/// Apply TOML configuration values to the transport config
fn apply_toml_config(config: &mut TransportConfig, toml: &ChatboxConfigToml) {
    // OSC target
    if let Some(enabled) = toml.osc.enabled {
        config.enabled = enabled;
    }
    if let Some(ref host) = toml.osc.host {
        config.host = host.clone();
    }
    if let Some(port) = toml.osc.port {
        config.port = port;
    }

    // Chatbox behavior
    if let Some(max_length) = toml.chatbox.max_length {
        config.max_length = max_length;
    }
    if let Some(flag) = toml.chatbox.send_immediately {
        config.send_immediately = flag;
    }
    if let Some(flag) = toml.chatbox.notification_sound {
        config.notification_sound = flag;
    }
    if let Some(secs) = toml.chatbox.auto_clear_delay {
        config.auto_clear_delay = duration_from_secs(secs);
    }
    if let Some(ref prefix) = toml.chatbox.prefix {
        config.prefix = prefix.clone();
    }
    if let Some(flag) = toml.chatbox.enable_typing_indicator {
        config.enable_typing_indicator = flag;
    }
    if let Some(secs) = toml.chatbox.typing_lead_in {
        config.typing_lead_in = duration_from_secs(secs);
    }

    // Filtering
    if let Some(flag) = toml.filter.strip_markdown {
        config.strip_markdown = flag;
    }
    if let Some(flag) = toml.filter.remove_special_chars {
        config.remove_special_chars = flag;
    }
    if let Some(flag) = toml.filter.split_long_messages {
        config.split_long_messages = flag;
    }
    if let Some(secs) = toml.filter.message_delay {
        config.message_delay = duration_from_secs(secs);
    }

    // Idle block and marquee
    let ui = &toml.chatbox_ui;
    if let Some(flag) = ui.enabled {
        config.ui.enabled = flag;
    }
    if let Some(secs) = ui.idle_refresh_seconds {
        config.ui.idle_refresh = duration_from_secs(secs);
    }
    if let Some(flag) = ui.show_timezone {
        config.ui.show_timezone = flag;
    }
    if let Some(ref title) = ui.title {
        config.ui.title = title.clone();
    }
    if let Some(ref divider) = ui.divider {
        config.ui.divider = divider.clone();
    }
    if let Some(ref prompt) = ui.prompt_line {
        config.ui.prompt_line = prompt.clone();
    }
    if ui.message_template.is_some() {
        config.ui.message_template = ui.message_template.clone();
    }
    if let Some(flag) = ui.two_part_enabled {
        config.ui.two_part_enabled = flag;
    }
    if let Some(secs) = ui.marquee_interval_seconds {
        config.ui.marquee_interval = duration_from_secs(secs);
    }
    if let Some(window) = ui.marquee_window_chars {
        config.ui.marquee_window_chars = clamp_count(window);
    }
    if let Some(step) = ui.marquee_scroll_step {
        config.ui.marquee_scroll_step = clamp_count(step);
    }
    if let Some(ref mode) = ui.marquee_mode {
        config.ui.marquee_mode = MarqueeMode::parse(mode);
    }
    if let Some(ticks) = ui.empty_ticks_to_idle {
        config.ui.empty_ticks_to_idle = ticks;
    }
    if let Some(secs) = ui.idle_cooldown_after_speech {
        config.ui.idle_cooldown_after_speech = duration_from_secs(secs);
    }
}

+ + + +

# [TASK DIRECTIONS]
Beginning with the very first line of the records above, please retype each line through the one that has "if let Some(secs) = toml.chatbox.auto_clear_delay", and add nothing.

# [FINISHED EXERCISE]
/// Apply TOML configuration values to the transport config
fn apply_toml_config(config: &mut TransportConfig, toml: &ChatboxConfigToml) {
    // OSC target
    if let Some(enabled) = toml.osc.enabled {
        config.enabled = enabled;
    }
    if let Some(ref host) = toml.osc.host {
        config.host = host.clone();
    }
    if let Some(port) = toml.osc.port {
        config.port = port;
    }

    // Chatbox behavior
    if let Some(max_length) = toml.chatbox.max_length {
        config.max_length = max_length;
    }
    if let Some(flag) = toml.chatbox.send_immediately {
        config.send_immediately = flag;
    }
    if let Some(flag) = toml.chatbox.notification_sound {
        config.notification_sound = flag;
    }
    if let Some(secs) = toml.chatbox.auto_clear_delay {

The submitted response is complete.